Bi-directional immune-brain communication: Implications for understanding stress, pain, and cognition
- PMID: 12676570
- DOI: 10.1016/s0889-1591(03)00032-1
Bi-directional immune-brain communication: Implications for understanding stress, pain, and cognition
Abstract
The immune system and the central nervous system form a bi-directional communication network. The critical roles of pro-inflammatory cytokines in both the periphery and the nervous system are discussed. In the periphery, these cytokines initiate the processes that signal the brain that immune activation has occurred, and communicate this information over both neural and blood-borne routes. The arrival of these signals in the central nervous system induces a neural cascade that includes the de novo induction of pro-inflammatory cytokines. The functions of these cytokines in the nervous system are discussed, and it is argued that they play a key role in regulating the neural control of immune processes in the periphery.
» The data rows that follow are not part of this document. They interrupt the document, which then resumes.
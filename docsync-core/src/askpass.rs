//! Credential hand-off to a `git` subprocess without touching its argv.
//!
//! A [`CredentialRelay`] is a private temporary directory (mode 0700) holding one
//! executable script that answers git's prompts: `x-access-token` for the
//! username, the secret for the password. The subprocess finds it through
//! `GIT_ASKPASS`. Dropping the relay deletes the directory and the script.
//! Relays are built per operation and never cached.

use std::ffi::OsString;
use std::io::Write;
use std::path::{Path, PathBuf};

use tempfile::TempDir;
use tracing::{debug, warn};

const SCRIPT_NAME: &str = "askpass.sh";
const TOKEN_USERNAME: &str = "x-access-token";

#[derive(Debug)]
pub struct CredentialRelay {
    dir: TempDir,
    script: PathBuf,
}

impl CredentialRelay {
    pub fn create(secret: &str) -> std::io::Result<Self> {
        if secret.is_empty() || secret.chars().any(char::is_control) {
            return Err(std::io::Error::new(
                std::io::ErrorKind::InvalidInput,
                "secret must be non-empty and free of control characters",
            ));
        }

        let dir = tempfile::Builder::new()
            .prefix("docsync-askpass-")
            .tempdir()?;
        restrict_to_owner(dir.path(), 0o700)?;

        let script = dir.path().join(SCRIPT_NAME);
        let mut file = create_owner_executable(&script)?;
        file.write_all(render_script(secret).as_bytes())?;
        file.sync_all()?;
        drop(file);

        debug!(relay = %script.display(), "Created credential relay");
        Ok(Self { dir, script })
    }

    /// Relay for an optional token. Missing tokens and creation failures both
    /// yield `None`; the latter is logged so the caller proceeds unauthenticated.
    pub fn for_token(token: Option<&str>) -> Option<Self> {
        let token = token.filter(|t| !t.is_empty())?;
        match Self::create(token) {
            Ok(relay) => Some(relay),
            Err(e) => {
                warn!(error = %e, "Could not create credential relay, continuing without credentials");
                None
            }
        }
    }

    pub fn script_path(&self) -> &Path {
        &self.script
    }

    pub fn dir_path(&self) -> &Path {
        self.dir.path()
    }

    /// Environment entries pointing git at the relay.
    pub fn envs(&self) -> Vec<(&'static str, OsString)> {
        vec![("GIT_ASKPASS", self.script.clone().into_os_string())]
    }
}

fn render_script(secret: &str) -> String {
    format!(
        "#!/bin/sh\ncase \"$1\" in\n    Username*) printf '%s\\n' '{user}' ;;\n    *) printf '%s\\n' '{secret}' ;;\nesac\n",
        user = TOKEN_USERNAME,
        secret = shell_single_quote_escape(secret),
    )
}

fn shell_single_quote_escape(value: &str) -> String {
    value.replace('\'', "'\\''")
}

#[cfg(unix)]
fn restrict_to_owner(path: &Path, mode: u32) -> std::io::Result<()> {
    use std::os::unix::fs::PermissionsExt;
    std::fs::set_permissions(path, std::fs::Permissions::from_mode(mode))
}

#[cfg(unix)]
fn create_owner_executable(path: &Path) -> std::io::Result<std::fs::File> {
    use std::os::unix::fs::OpenOptionsExt;
    std::fs::OpenOptions::new()
        .write(true)
        .create_new(true)
        .mode(0o700)
        .open(path)
}

#[cfg(not(unix))]
fn restrict_to_owner(_path: &Path, _mode: u32) -> std::io::Result<()> {
    Err(std::io::Error::new(
        std::io::ErrorKind::Unsupported,
        "credential relay needs unix permissions",
    ))
}

#[cfg(not(unix))]
fn create_owner_executable(_path: &Path) -> std::io::Result<std::fs::File> {
    Err(std::io::Error::new(
        std::io::ErrorKind::Unsupported,
        "credential relay needs unix permissions",
    ))
}
//! Concatenates the selected Markdown files of a repository.

use tracing::debug;

use crate::contract::GitManager;
use crate::error::MirrorError;
use crate::repository::Repository;

pub const SEPARATOR: &[u8] = b"\n\n---\n\n";

const MARKDOWN_EXTENSIONS: [&str; 2] = ["md", "markdown"];

pub fn is_markdown(path: &str) -> bool {
    path.rsplit_once('.')
        .map(|(stem, ext)| {
            !stem.is_empty()
                && !stem.ends_with('/')
                && MARKDOWN_EXTENSIONS
                    .iter()
                    .any(|m| m.eq_ignore_ascii_case(ext))
        })
        .unwrap_or(false)
}

/// Join file contents with a horizontal rule between successive parts.
pub fn concat_markdown(parts: &[Vec<u8>]) -> Vec<u8> {
    let total = parts.iter().map(Vec::len).sum::<usize>()
        + SEPARATOR.len() * parts.len().saturating_sub(1);
    let mut out = Vec::with_capacity(total);
    for (i, part) in parts.iter().enumerate() {
        if i > 0 {
            out.extend_from_slice(SEPARATOR);
        }
        out.extend_from_slice(part);
    }
    out
}

/// Read every Markdown path in `paths` (in order) and concatenate them.
///
/// Non-Markdown paths are skipped. Any read failure aborts the whole call.
pub async fn aggregate_markdown(
    manager: &dyn GitManager,
    repo: &Repository,
    paths: &[String],
) -> Result<Vec<u8>, MirrorError> {
    let mut parts = Vec::new();
    for path in paths.iter().filter(|p| is_markdown(p)) {
        let content = manager
            .read_managed_file_content(repo, path)
            .await
            .map_err(|e| MirrorError::AggregateRead {
                path: path.clone(),
                source: Box::new(e),
            })?;
        parts.push(content);
    }
    debug!(repository = %repo.id(), files = parts.len(), "Aggregated markdown");
    Ok(concat_markdown(&parts))
}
In addition, it is argued that these cytokines play a variety of other roles, and some implications of the cytokine network for understanding stress, behavior, sensory processing, mood, and cognition are described. The overall argument is that because brain-mediated host defense involves behavioral, sensory, mood, and cognitive alterations, immune activation, and immune products such as the cytokines can have a pervasive effect on these functions. Finally, these phenomena are placed in an evolutionary perspective.